The other problem with the type of "in the field" testing that Microsoft does is that it can only capture issues that it can physically report back to the head office.
I had two separate computers with very distinct hardware that both failed to upgrade to any of the semi-annual Windows releases. They would just get stuck in a reboot loop at the SSD storage driver loading section of the installer, which means that no errors could be written. Hence, no specific errors could ever be sent back to Microsoft other than "failed".
I eventually found a workaround myself, but the root cause was never fixed, and will never be fixed, because Microsoft is blind to it.
Similarly, anything that causes a BSOD gets reported back via telemetry, but hangs and freezes aren't.

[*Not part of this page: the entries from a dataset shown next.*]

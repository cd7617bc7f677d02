pub mod auth;
pub mod client;
pub mod config;
pub mod db;
pub mod error;
pub mod events;
pub mod jobs;
pub mod lifecycle;
pub mod mailer;
pub mod models;
pub mod payments;
pub mod pricing;
pub mod projection;
pub mod routes;
pub mod s3;
pub mod schema;
pub mod state;
pub mod storage;
pub mod trigger;

pub use routes::create_router;
pub use state::{AppState, Services};
use std::{env, sync::Arc};

use anyhow::{bail, Context, Result};
use tokio::signal;
use tracing_subscriber::EnvFilter;

use styllio::client::{
    observer::{JobObserver, ObserverConfig, ObserverState},
    StyllioClient,
};

const USAGE: &str =
    "Usage: styllio-watch <base-url> (--session <checkout-session-id> | --job <job-id>) [--claim-token <token>] [--poll-only]";

enum Target {
    Session(String),
    Job(String),
}

struct Args {
    base_url: String,
    target: Target,
    claim_token: Option<String>,
    poll_only: bool,
}

fn parse_args() -> Result<Args> {
    let mut args = env::args().skip(1);
    let base_url = args.next().context(USAGE)?;
    let mut target = None;
    let mut claim_token = None;
    let mut poll_only = false;

    while let Some(arg) = args.next() {
        match arg.as_str() {
            "--session" => target = Some(Target::Session(args.next().context(USAGE)?)),
            "--job" => target = Some(Target::Job(args.next().context(USAGE)?)),
            "--claim-token" => claim_token = Some(args.next().context(USAGE)?),
            "--poll-only" => poll_only = true,
            other => bail!("unknown argument {other}\n{USAGE}"),
        }
    }

    Ok(Args {
        base_url,
        target: target.context(USAGE)?,
        claim_token,
        poll_only,
    })
}

#[tokio::main]
async fn main() -> Result<()> {
    dotenv::dotenv().ok();
    init_tracing();

    let args = match parse_args() {
        Ok(args) => args,
        Err(err) => {
            eprintln!("{err}");
            std::process::exit(1);
        }
    };

    let mut client = StyllioClient::new(args.base_url);
    if !args.poll_only {
        match client.create_anonymous_session().await {
            Ok(session) => client = client.with_session(session),
            Err(err) => tracing::warn!(error = %err, "anonymous session unavailable, polling only"),
        }
    }
    if let Some(token) = args.claim_token {
        client = client.with_claim_token(token);
    }

    let observer = JobObserver::new(Arc::new(client), ObserverConfig::default());
    let handle = match args.target {
        Target::Session(session_id) => observer.spawn_for_session(session_id),
        Target::Job(job_id) => observer.spawn_for_job(job_id),
    };

    let mut states = handle.states();
    let render = async {
        loop {
            let state = states.borrow_and_update().clone();
            report(&state);
            if state.is_final() || states.changed().await.is_err() {
                break;
            }
        }
    };

    tokio::select! {
        _ = render => {}
        _ = signal::ctrl_c() => {
            tracing::info!("stopping job observer");
            handle.stop();
        }
    }

    match handle.finished().await {
        ObserverState::Completed(job) => {
            for url in &job.processed_images {
                println!("{url}");
            }
        }
        ObserverState::Failed(job) => {
            eprintln!(
                "job {} failed: {}",
                job.id,
                job.error.as_deref().unwrap_or("unknown error")
            );
            std::process::exit(2);
        }
        ObserverState::StillProcessing { .. } => {
            println!("Processing continues. You will be notified by email when it is ready.");
        }
        _ => {}
    }

    Ok(())
}

fn report(state: &ObserverState) {
    match state {
        ObserverState::Resolving { attempt } => {
            tracing::info!(attempt, "looking up job for payment session")
        }
        ObserverState::Watching { job, via } => tracing::info!(
            job_id = %job.id,
            status = job.status.as_str(),
            progress = job.progress.unwrap_or_default(),
            via = ?via,
            "job in progress"
        ),
        ObserverState::Completed(job) => {
            tracing::info!(job_id = %job.id, outputs = job.processed_images.len(), "job completed")
        }
        ObserverState::Failed(job) => tracing::warn!(job_id = %job.id, "job failed"),
        ObserverState::StillProcessing { job_id } => {
            tracing::info!(job_id = job_id.as_deref().unwrap_or("-"), "still processing")
        }
        ObserverState::Stopped => tracing::info!("stopped"),
    }
}

fn init_tracing() {
    let filter = EnvFilter::try_from_default_env().unwrap_or_else(|_| EnvFilter::new("info"));
    tracing_subscriber::fmt()
        .with_env_filter(filter)
        .with_target(false)
        .compact()
        .init();
}
use rand::{rngs::OsRng, RngCore};
use sha2::{Digest, Sha256};

/// Random single-use secret, hex encoded. Only its hash is ever persisted.
pub fn generate_claim_token() -> String {
    let mut bytes = [0u8; 32];
    OsRng.fill_bytes(&mut bytes);
    hex::encode(bytes)
}

pub fn hash_claim_token(token: &str) -> String {
    let mut hasher = Sha256::new();
    hasher.update(token.as_bytes());
    hex::encode(hasher.finalize())
}

/// A SHA-256 hex digest as carried through checkout metadata.
pub fn is_token_hash(value: &str) -> bool {
    value.len() == 64 && value.bytes().all(|b| b.is_ascii_hexdigit())
}

#[cfg(test)]
mod tests {
    use super::*;

    #[test]
    fn hash_is_stable_and_distinct_from_token() {
        let token = generate_claim_token();
        assert_eq!(token.len(), 64);
        let hash = hash_claim_token(&token);
        assert_eq!(hash, hash_claim_token(&token));
        assert_ne!(hash, token);
        assert!(is_token_hash(&hash));
    }

    #[test]
    fn rejects_malformed_hashes() {
        assert!(!is_token_hash("abc"));
        assert!(!is_token_hash(&"z".repeat(64)));
    }
}
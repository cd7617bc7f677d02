use async_trait::async_trait;
use percent_encoding::{utf8_percent_encode, AsciiSet, NON_ALPHANUMERIC};
use reqwest::{Client, Response};
use serde::de::DeserializeOwned;
use serde::Deserialize;

use super::{CheckoutRequest, CheckoutSession, PaymentError, PaymentGateway, PaymentIntent};

const ID_SEGMENT: &AsciiSet = &NON_ALPHANUMERIC.remove(b'_').remove(b'-');

/// Thin form-encoded client for the hosted checkout API.
pub struct StripeGateway {
    client: Client,
    api_base: String,
    secret_key: String,
}

#[derive(Deserialize)]
struct ErrorEnvelope {
    error: ErrorBody,
}

#[derive(Deserialize)]
struct ErrorBody {
    message: Option<String>,
}

impl StripeGateway {
    pub fn new(api_base: impl Into<String>, secret_key: impl Into<String>) -> Self {
        Self {
            client: Client::new(),
            api_base: api_base.into().trim_end_matches('/').to_string(),
            secret_key: secret_key.into(),
        }
    }

    fn url(&self, path: &str) -> String {
        format!("{}/{}", self.api_base, path.trim_start_matches('/'))
    }

    async fn decode<T: DeserializeOwned>(response: Response) -> Result<T, PaymentError> {
        let status = response.status();
        if !status.is_success() {
            let body = response.text().await.unwrap_or_default();
            let message = serde_json::from_str::<ErrorEnvelope>(&body)
                .ok()
                .and_then(|envelope| envelope.error.message)
                .unwrap_or(body);
            return Err(PaymentError::Provider {
                status: status.as_u16(),
                message,
            });
        }

        let body = response.bytes().await?;
        serde_json::from_slice(&body).map_err(|err| PaymentError::InvalidResponse(err.to_string()))
    }
}

fn checkout_form(request: &CheckoutRequest) -> Vec<(String, String)> {
    let mut form = vec![
        ("mode".to_string(), "payment".to_string()),
        ("payment_method_types[0]".to_string(), "card".to_string()),
        (
            "line_items[0][price_data][currency]".to_string(),
            request.currency.clone(),
        ),
        (
            "line_items[0][price_data][unit_amount]".to_string(),
            request.amount_cents.to_string(),
        ),
        (
            "line_items[0][price_data][product_data][name]".to_string(),
            request.product_name.clone(),
        ),
        (
            "line_items[0][price_data][product_data][description]".to_string(),
            request.description.clone(),
        ),
        ("line_items[0][quantity]".to_string(), "1".to_string()),
        ("success_url".to_string(), request.success_url.clone()),
        ("cancel_url".to_string(), request.cancel_url.clone()),
    ];

    if let Some(email) = &request.customer_email {
        form.push(("customer_email".to_string(), email.clone()));
    }
    for (key, value) in &request.metadata {
        form.push((format!("metadata[{key}]"), value.clone()));
    }
    form
}

#[async_trait]
impl PaymentGateway for StripeGateway {
    async fn create_checkout_session(
        &self,
        request: &CheckoutRequest,
    ) -> Result<CheckoutSession, PaymentError> {
        let response = self
            .client
            .post(self.url("checkout/sessions"))
            .bearer_auth(&self.secret_key)
            .form(&checkout_form(request))
            .send()
            .await?;
        let session: CheckoutSession = Self::decode(response).await?;
        tracing::info!(session_id = %session.id, "created checkout session");
        Ok(session)
    }

    async fn retrieve_payment_intent(&self, id: &str) -> Result<PaymentIntent, PaymentError> {
        let path = format!("payment_intents/{}", utf8_percent_encode(id, ID_SEGMENT));
        let response = self
            .client
            .get(self.url(&path))
            .bearer_auth(&self.secret_key)
            .send()
            .await?;
        Self::decode(response).await
    }
}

Random performance issues, glitches, etc... are in the same bucket of permanently invisible issues.
If you're wondering why Windows is crashing less but glitching more... there's your answer.
Gah, glitches. Just spent two weeks trying to figure out the sudden seizures a Win10 running on a spanking new T14s. After 15 years of Apple Mac it’s insane, how can people put up with this horror.
I"m a huge proponent of automate the crap out of your tests, but you also have to break out of the automating mindset to get at the better problems. People are not machines, and automated tests are machines verifying machines.
It's why I like having a few non-automators and program noodlers around.
Well, there’s something to humans - testers in particular, who seem to be wired like hackers rather that programmers - that is superior to any fuzzing or “QuickCheck” approach. It’s the intuition, the art of second-guessing the mental model of the programmer that authored the code under test. That’s why it’s such a shameful tragedy to waste human capacity on scripted tests, the human factor should be authoring the automation.
The problem comes when the automation is only partial because added at a later stage, and the existing software does not lend itself to testing.
The risk there is that some short-sighted line manager will go “YOLO, I have a deadline” and skip the tests rather than flag the problem and dedicate budget and effort to redesign the existing for testability.
That’s where guidance and oversight are key, and more often than not, sorely lacking.